■ **GIVEN DATA**:
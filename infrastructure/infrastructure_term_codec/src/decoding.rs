//! Decoding Module
//!
//! Recursive tag-dispatch decoder from external term format bytes back to
//! [`Term`]. The tag set mirrors the encoder's; an unrecognized tag is an
//! explicit error, never an undefined result.

use std::fmt;

use entities_terms::Term;
use infrastructure_byte_stream::{ByteReader, ReadError};
use malachite::base::num::basic::traits::Zero;
use malachite::{Integer, Natural};

use crate::constants::{
    ERL_ATOM_EXT, ERL_ATOM_UTF8_EXT, ERL_BINARY_EXT, ERL_FLOAT_EXT, ERL_FLOAT_EXT_LEN,
    ERL_INTEGER_EXT, ERL_LARGE_BIG_EXT, ERL_LARGE_TUPLE_EXT, ERL_LIST_EXT, ERL_MAP_EXT,
    ERL_NIL_EXT, ERL_SMALL_ATOM_EXT, ERL_SMALL_ATOM_UTF8_EXT, ERL_SMALL_BIG_EXT,
    ERL_SMALL_INTEGER_EXT, ERL_SMALL_TUPLE_EXT, ERL_STRING_EXT, NEW_FLOAT_EXT,
};
use crate::{DEFAULT_MAX_DEPTH, VERSION_MAGIC};

/// Preallocation cap for length-prefixed collections; a corrupt count
/// field must not reserve gigabytes before the reads start failing.
const MAX_PREALLOC: usize = 4096;

/// Decoding error types
#[derive(Debug, Clone, PartialEq)]
pub enum DecodeError {
    /// Leading byte is not the version magic byte (131)
    InvalidEnvelope(u8),
    /// Unrecognized term tag
    UnknownTag(u8),
    /// Input ended inside a term
    BufferTooShort,
    /// Text payload is not valid UTF-8
    InvalidUtf8(String),
    /// Nesting depth exceeded the configured bound
    DepthExceeded,
}

impl fmt::Display for DecodeError {
    fn fmt(&self, f: &mut fmt::Formatter<'_>) -> fmt::Result {
        match self {
            DecodeError::InvalidEnvelope(byte) => {
                write!(f, "Invalid envelope byte {} (expected 131)", byte)
            }
            DecodeError::UnknownTag(tag) => write!(f, "Unknown term tag {}", tag),
            DecodeError::BufferTooShort => write!(f, "Buffer too short"),
            DecodeError::InvalidUtf8(msg) => write!(f, "Invalid UTF-8 payload: {}", msg),
            DecodeError::DepthExceeded => write!(f, "Maximum nesting depth exceeded"),
        }
    }
}

impl std::error::Error for DecodeError {}

impl From<ReadError> for DecodeError {
    fn from(err: ReadError) -> Self {
        match err {
            ReadError::UnexpectedEof => DecodeError::BufferTooShort,
        }
    }
}

/// Decode a term from external format.
///
/// Checks the version magic byte (131), then decodes exactly one term with
/// the default nesting bound. Bytes after the decoded term are ignored.
///
/// # Arguments
/// * `data` - Encoded message
///
/// # Returns
/// * `Ok(Term)` - Decoded term
/// * `Err(DecodeError)` - Decoding error; terminal for this call
pub fn decode_term(data: &[u8]) -> Result<Term, DecodeError> {
    decode_term_bounded(data, DEFAULT_MAX_DEPTH)
}

/// Decode a term from external format with an explicit nesting bound.
pub fn decode_term_bounded(data: &[u8], max_depth: usize) -> Result<Term, DecodeError> {
    let mut reader = ByteReader::new(data);
    let envelope = reader.read_u8()?;
    if envelope != VERSION_MAGIC {
        return Err(DecodeError::InvalidEnvelope(envelope));
    }
    dec_term(&mut reader, max_depth)
}

/// Internal recursive decoder (version magic byte already consumed).
fn dec_term(reader: &mut ByteReader, depth: usize) -> Result<Term, DecodeError> {
    if depth == 0 {
        return Err(DecodeError::DepthExceeded);
    }
    let tag = reader.read_u8()?;
    match tag {
        ERL_SMALL_INTEGER_EXT => Ok(Term::Integer(reader.read_i8()? as i64)),
        ERL_INTEGER_EXT => Ok(Term::Integer(reader.read_i32()? as i64)),
        NEW_FLOAT_EXT => Ok(Term::Float(reader.read_f64()?)),
        ERL_FLOAT_EXT => {
            // Legacy string-formatted float: consume the fixed payload and
            // return a zero placeholder, tolerated for backward
            // compatibility only.
            reader.read_bytes(ERL_FLOAT_EXT_LEN)?;
            Ok(Term::Float(0.0))
        }
        ERL_ATOM_EXT | ERL_ATOM_UTF8_EXT => {
            let len = reader.read_u16()? as usize;
            Ok(Term::Atom(dec_utf8(reader, len)?))
        }
        ERL_SMALL_ATOM_EXT | ERL_SMALL_ATOM_UTF8_EXT => {
            let len = reader.read_u8()? as usize;
            Ok(Term::Atom(dec_utf8(reader, len)?))
        }
        ERL_BINARY_EXT => {
            let len = reader.read_u32()? as usize;
            Ok(Term::Binary(dec_utf8(reader, len)?))
        }
        ERL_STRING_EXT => {
            let len = reader.read_u16()? as usize;
            Ok(Term::CharList(dec_utf8(reader, len)?))
        }
        ERL_SMALL_TUPLE_EXT => {
            let arity = reader.read_u8()? as usize;
            dec_tuple(reader, arity, depth)
        }
        ERL_LARGE_TUPLE_EXT => {
            let arity = reader.read_u32()? as usize;
            dec_tuple(reader, arity, depth)
        }
        ERL_NIL_EXT => Ok(Term::List(Vec::new())),
        ERL_LIST_EXT => dec_list(reader, depth),
        ERL_MAP_EXT => dec_map(reader, depth),
        ERL_SMALL_BIG_EXT => {
            let digit_count = reader.read_u8()? as usize;
            dec_bignum(reader, digit_count)
        }
        ERL_LARGE_BIG_EXT => {
            let digit_count = reader.read_u32()? as usize;
            dec_bignum(reader, digit_count)
        }
        other => Err(DecodeError::UnknownTag(other)),
    }
}

/// Read `len` bytes and decode them as UTF-8 text.
fn dec_utf8(reader: &mut ByteReader, len: usize) -> Result<String, DecodeError> {
    let bytes = reader.read_bytes(len)?;
    String::from_utf8(bytes).map_err(|e| DecodeError::InvalidUtf8(e.to_string()))
}

/// Decode `arity` elements into a tuple.
fn dec_tuple(reader: &mut ByteReader, arity: usize, depth: usize) -> Result<Term, DecodeError> {
    let mut elements = Vec::with_capacity(arity.min(MAX_PREALLOC));
    for _ in 0..arity {
        elements.push(dec_term(reader, depth - 1)?);
    }
    Ok(Term::Tuple(elements))
}

/// Decode a list: `count` elements followed by a tail term.
///
/// A nil tail marks a proper list and is discarded; any other tail is
/// appended as an ordinary trailing element, so the proper/improper
/// distinction is not preserved.
fn dec_list(reader: &mut ByteReader, depth: usize) -> Result<Term, DecodeError> {
    let count = reader.read_u32()? as usize;
    let mut elements = Vec::with_capacity(count.min(MAX_PREALLOC));
    for _ in 0..count {
        elements.push(dec_term(reader, depth - 1)?);
    }
    let tail = dec_term(reader, depth - 1)?;
    if !tail.is_nil() {
        elements.push(tail);
    }
    Ok(Term::List(elements))
}

/// Decode a map; later duplicate keys overwrite earlier ones.
fn dec_map(reader: &mut ByteReader, depth: usize) -> Result<Term, DecodeError> {
    let count = reader.read_u32()? as usize;
    let mut pairs = Vec::with_capacity(count.min(MAX_PREALLOC));
    for _ in 0..count {
        let key = dec_term(reader, depth - 1)?;
        let value = dec_term(reader, depth - 1)?;
        pairs.push((key, value));
    }
    Ok(Term::map_from_pairs(pairs))
}

/// Decode sign byte + little-endian base-256 digits.
///
/// Reconstruction goes through `malachite::Integer`, so any magnitude is
/// exact; values fitting `i64` collapse to `Term::Integer`.
fn dec_bignum(reader: &mut ByteReader, digit_count: usize) -> Result<Term, DecodeError> {
    let sign = reader.read_u8()?;
    let digits = reader.read_bytes(digit_count)?;
    let mut magnitude = Natural::ZERO;
    let base = Natural::from(256u32);
    for &digit in digits.iter().rev() {
        magnitude = magnitude * base.clone() + Natural::from(digit);
    }
    let mut value = Integer::from(magnitude);
    if sign != 0 {
        value = -value;
    }
    Ok(Term::integer_from_big(value))
}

■ **WHAT IS REQUIRED**: From the data above, show each line that contains "InvalidEnvelope".

■ **EXERCISE RESPONSE**:
    InvalidEnvelope(u8),
            DecodeError::InvalidEnvelope(byte) => {
        return Err(DecodeError::InvalidEnvelope(envelope));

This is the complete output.